▸ **Task goal**:
Every line below that has the word "Some" counts once; report how many lines that makes, with no other words.
==*==
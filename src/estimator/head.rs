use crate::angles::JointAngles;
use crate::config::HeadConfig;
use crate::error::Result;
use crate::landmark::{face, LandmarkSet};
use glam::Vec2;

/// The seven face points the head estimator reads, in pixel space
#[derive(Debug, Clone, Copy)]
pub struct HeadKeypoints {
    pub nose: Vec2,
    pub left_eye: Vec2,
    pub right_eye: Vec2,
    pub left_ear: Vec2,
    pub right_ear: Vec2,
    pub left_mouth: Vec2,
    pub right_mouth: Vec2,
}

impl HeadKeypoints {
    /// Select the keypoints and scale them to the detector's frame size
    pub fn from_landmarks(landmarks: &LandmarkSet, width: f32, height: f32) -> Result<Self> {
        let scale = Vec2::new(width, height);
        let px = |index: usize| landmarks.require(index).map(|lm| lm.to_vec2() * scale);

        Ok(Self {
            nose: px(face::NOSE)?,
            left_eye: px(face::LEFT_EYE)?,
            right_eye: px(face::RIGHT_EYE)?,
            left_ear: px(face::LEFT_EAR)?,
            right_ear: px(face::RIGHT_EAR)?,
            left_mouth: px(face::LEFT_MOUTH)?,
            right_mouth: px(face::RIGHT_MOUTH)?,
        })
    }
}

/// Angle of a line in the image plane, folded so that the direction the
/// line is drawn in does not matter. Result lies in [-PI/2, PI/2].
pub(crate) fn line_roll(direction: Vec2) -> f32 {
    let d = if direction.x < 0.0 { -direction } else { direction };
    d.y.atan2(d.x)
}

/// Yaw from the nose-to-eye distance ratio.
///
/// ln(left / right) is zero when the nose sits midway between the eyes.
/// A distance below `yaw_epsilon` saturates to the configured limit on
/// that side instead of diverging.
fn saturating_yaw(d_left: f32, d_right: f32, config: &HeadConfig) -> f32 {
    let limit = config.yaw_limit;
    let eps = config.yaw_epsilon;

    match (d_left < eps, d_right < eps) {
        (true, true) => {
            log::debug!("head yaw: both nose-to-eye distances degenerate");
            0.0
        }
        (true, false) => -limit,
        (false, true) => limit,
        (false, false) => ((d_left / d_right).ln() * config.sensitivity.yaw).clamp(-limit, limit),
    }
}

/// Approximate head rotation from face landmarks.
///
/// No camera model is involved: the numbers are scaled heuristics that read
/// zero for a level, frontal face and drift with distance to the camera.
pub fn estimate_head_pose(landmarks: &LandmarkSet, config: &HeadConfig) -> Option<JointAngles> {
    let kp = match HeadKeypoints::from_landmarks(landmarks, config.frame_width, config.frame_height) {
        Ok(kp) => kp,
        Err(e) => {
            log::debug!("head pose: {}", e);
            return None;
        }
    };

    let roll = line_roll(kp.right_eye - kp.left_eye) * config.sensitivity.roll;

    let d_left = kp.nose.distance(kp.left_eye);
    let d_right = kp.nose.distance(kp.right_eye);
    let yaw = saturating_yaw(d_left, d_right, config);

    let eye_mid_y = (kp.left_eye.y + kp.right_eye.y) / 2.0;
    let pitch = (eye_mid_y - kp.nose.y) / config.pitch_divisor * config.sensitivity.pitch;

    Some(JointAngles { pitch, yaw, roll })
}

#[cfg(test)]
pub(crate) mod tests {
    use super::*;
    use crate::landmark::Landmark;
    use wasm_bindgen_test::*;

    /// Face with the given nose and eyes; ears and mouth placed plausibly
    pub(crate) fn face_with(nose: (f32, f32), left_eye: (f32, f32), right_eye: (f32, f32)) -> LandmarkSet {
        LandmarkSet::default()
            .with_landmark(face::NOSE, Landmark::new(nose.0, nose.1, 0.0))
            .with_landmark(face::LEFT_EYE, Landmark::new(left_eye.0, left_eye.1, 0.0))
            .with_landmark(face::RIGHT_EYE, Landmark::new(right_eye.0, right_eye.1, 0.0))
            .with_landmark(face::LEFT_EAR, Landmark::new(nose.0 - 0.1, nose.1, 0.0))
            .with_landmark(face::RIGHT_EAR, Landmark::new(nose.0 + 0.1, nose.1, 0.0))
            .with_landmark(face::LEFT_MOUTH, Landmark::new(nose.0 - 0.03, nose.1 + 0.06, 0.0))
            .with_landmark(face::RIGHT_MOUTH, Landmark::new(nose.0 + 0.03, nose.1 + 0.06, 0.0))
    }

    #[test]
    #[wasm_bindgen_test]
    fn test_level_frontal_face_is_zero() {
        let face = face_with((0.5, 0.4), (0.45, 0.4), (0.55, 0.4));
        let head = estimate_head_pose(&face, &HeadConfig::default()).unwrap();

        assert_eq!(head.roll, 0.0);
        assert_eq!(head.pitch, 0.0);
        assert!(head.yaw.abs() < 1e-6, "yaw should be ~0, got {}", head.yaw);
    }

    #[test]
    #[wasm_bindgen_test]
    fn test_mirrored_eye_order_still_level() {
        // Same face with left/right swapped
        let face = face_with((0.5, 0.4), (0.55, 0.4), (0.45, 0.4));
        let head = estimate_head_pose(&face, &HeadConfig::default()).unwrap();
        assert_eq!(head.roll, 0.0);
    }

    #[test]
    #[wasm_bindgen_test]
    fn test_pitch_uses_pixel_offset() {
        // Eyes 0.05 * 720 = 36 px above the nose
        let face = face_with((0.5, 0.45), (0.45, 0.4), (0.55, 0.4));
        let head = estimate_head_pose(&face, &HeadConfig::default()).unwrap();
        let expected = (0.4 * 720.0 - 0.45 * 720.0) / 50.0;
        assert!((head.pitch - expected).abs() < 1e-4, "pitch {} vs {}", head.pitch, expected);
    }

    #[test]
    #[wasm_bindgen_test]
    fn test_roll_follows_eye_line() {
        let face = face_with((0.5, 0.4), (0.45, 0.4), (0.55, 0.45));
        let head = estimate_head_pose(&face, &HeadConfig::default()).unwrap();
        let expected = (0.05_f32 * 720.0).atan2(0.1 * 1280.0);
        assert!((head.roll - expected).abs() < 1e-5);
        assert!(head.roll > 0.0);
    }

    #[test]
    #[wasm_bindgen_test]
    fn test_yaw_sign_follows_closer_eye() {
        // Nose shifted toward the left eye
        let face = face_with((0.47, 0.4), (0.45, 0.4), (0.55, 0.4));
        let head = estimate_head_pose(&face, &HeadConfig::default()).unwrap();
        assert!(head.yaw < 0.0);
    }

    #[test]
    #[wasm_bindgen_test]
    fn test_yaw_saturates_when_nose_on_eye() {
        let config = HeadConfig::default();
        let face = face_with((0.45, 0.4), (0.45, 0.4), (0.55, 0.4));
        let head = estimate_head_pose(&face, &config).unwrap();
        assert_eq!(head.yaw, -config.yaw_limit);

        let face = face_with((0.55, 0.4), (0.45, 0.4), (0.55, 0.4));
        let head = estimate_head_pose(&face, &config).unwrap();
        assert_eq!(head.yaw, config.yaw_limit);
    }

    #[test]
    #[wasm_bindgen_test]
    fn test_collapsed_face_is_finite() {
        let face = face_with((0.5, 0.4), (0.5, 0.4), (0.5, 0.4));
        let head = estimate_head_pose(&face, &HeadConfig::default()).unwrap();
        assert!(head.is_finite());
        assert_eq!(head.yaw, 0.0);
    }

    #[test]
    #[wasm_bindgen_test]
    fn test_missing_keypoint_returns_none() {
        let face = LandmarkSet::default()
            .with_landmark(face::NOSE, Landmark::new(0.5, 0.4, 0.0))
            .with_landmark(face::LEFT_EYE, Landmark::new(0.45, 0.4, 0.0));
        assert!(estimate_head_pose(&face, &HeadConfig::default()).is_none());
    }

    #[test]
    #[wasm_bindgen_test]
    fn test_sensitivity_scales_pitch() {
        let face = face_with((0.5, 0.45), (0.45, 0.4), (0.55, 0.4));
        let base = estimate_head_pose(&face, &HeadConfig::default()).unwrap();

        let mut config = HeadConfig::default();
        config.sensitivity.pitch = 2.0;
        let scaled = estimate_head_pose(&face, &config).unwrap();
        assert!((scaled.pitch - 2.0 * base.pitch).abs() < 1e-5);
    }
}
==*==
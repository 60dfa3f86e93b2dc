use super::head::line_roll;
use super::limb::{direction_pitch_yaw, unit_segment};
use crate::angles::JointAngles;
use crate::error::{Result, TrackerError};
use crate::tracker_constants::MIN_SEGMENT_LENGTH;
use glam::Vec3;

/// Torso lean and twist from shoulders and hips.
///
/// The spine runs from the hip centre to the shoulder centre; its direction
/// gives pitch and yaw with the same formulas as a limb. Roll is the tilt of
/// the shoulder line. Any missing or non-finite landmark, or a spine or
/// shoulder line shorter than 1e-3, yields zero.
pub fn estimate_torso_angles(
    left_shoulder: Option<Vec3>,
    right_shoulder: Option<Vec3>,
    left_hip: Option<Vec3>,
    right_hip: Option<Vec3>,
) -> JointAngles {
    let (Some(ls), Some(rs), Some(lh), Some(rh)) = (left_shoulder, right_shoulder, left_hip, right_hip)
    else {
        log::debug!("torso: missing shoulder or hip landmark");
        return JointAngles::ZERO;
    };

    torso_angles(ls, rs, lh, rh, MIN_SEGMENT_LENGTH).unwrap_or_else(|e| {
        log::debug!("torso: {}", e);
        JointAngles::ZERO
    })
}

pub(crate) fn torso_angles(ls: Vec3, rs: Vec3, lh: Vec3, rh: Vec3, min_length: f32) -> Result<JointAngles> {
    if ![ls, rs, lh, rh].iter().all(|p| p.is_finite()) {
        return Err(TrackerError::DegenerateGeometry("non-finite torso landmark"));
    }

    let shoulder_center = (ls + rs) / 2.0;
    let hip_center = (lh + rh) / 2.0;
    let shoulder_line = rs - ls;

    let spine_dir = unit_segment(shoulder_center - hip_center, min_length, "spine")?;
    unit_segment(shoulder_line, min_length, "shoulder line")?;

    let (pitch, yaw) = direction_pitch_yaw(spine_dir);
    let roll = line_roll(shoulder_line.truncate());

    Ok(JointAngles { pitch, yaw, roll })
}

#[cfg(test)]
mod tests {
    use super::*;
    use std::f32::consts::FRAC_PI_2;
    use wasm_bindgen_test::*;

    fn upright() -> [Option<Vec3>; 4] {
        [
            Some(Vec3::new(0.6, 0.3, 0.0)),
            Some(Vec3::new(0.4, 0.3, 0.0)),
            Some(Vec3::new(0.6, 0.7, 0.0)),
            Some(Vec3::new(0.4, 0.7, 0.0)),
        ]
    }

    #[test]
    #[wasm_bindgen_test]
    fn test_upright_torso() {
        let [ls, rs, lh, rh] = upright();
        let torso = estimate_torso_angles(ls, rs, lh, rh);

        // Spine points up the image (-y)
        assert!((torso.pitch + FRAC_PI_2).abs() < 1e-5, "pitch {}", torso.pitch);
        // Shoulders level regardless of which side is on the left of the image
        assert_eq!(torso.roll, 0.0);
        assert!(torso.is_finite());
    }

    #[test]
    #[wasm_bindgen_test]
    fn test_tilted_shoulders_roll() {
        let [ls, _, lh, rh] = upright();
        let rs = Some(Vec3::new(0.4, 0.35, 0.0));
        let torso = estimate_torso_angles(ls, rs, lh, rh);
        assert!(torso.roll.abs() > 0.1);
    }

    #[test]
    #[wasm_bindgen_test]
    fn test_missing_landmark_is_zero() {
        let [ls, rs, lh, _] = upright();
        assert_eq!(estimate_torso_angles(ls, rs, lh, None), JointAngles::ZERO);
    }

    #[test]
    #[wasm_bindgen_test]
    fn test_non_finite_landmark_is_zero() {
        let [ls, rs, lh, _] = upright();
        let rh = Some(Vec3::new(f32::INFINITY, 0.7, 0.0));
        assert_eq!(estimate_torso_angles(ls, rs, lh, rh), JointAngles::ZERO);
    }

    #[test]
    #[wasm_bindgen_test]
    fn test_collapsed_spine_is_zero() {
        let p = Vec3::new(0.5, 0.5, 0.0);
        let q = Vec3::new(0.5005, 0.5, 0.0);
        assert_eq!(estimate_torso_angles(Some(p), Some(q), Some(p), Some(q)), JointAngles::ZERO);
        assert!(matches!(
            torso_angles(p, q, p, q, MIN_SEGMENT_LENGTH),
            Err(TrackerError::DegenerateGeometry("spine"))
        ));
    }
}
==*==
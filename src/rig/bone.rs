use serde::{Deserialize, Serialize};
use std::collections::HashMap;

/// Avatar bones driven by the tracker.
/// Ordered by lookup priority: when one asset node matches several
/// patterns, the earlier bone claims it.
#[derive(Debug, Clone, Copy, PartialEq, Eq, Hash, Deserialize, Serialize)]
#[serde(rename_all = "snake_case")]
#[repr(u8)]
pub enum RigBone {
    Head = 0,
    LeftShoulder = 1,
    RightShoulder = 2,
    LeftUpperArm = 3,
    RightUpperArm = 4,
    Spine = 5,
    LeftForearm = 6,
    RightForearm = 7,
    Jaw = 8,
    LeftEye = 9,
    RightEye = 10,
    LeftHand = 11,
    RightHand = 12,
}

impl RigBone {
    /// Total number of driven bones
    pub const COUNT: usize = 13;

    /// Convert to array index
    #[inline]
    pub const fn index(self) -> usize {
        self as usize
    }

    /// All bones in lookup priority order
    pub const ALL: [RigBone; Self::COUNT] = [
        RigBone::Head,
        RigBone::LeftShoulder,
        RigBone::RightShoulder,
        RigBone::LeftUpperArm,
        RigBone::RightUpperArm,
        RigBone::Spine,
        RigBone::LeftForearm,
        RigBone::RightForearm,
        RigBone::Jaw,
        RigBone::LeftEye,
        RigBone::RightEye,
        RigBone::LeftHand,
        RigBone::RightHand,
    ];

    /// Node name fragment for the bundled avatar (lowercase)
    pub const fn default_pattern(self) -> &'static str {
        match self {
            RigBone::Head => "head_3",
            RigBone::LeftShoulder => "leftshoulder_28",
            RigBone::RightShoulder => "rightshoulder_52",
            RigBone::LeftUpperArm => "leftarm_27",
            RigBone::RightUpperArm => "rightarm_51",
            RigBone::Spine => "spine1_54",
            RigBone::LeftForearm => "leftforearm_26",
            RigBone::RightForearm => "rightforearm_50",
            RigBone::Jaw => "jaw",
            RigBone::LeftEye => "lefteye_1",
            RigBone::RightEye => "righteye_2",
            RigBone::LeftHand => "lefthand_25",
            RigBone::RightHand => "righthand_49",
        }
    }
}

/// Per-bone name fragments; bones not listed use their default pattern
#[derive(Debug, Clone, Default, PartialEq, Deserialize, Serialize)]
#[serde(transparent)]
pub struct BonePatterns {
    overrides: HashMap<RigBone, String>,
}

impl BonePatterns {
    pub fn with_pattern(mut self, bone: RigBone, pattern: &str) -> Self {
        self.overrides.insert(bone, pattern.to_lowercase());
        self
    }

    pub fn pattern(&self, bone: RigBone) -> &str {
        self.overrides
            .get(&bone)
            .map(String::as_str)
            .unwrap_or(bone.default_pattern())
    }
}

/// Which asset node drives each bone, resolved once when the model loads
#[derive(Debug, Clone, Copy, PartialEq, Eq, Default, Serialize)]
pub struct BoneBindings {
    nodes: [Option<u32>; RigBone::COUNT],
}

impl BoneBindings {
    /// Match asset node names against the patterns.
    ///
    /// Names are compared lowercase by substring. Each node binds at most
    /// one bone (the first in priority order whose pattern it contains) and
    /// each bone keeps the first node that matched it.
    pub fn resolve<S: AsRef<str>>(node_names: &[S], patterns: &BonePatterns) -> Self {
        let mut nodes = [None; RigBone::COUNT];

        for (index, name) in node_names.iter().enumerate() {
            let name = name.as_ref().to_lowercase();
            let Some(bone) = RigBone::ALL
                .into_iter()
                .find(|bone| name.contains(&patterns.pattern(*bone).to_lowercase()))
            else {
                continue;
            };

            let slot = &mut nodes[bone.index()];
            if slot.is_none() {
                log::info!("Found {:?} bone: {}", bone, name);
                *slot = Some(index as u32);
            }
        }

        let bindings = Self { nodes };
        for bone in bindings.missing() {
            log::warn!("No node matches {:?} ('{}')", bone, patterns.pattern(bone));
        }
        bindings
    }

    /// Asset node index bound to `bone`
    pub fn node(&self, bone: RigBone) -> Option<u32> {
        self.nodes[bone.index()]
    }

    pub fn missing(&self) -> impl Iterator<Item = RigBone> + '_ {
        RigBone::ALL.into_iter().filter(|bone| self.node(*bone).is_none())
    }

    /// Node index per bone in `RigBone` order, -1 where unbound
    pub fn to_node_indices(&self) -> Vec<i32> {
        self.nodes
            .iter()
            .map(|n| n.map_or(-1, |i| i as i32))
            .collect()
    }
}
==*==
▸ **Answer area**:
11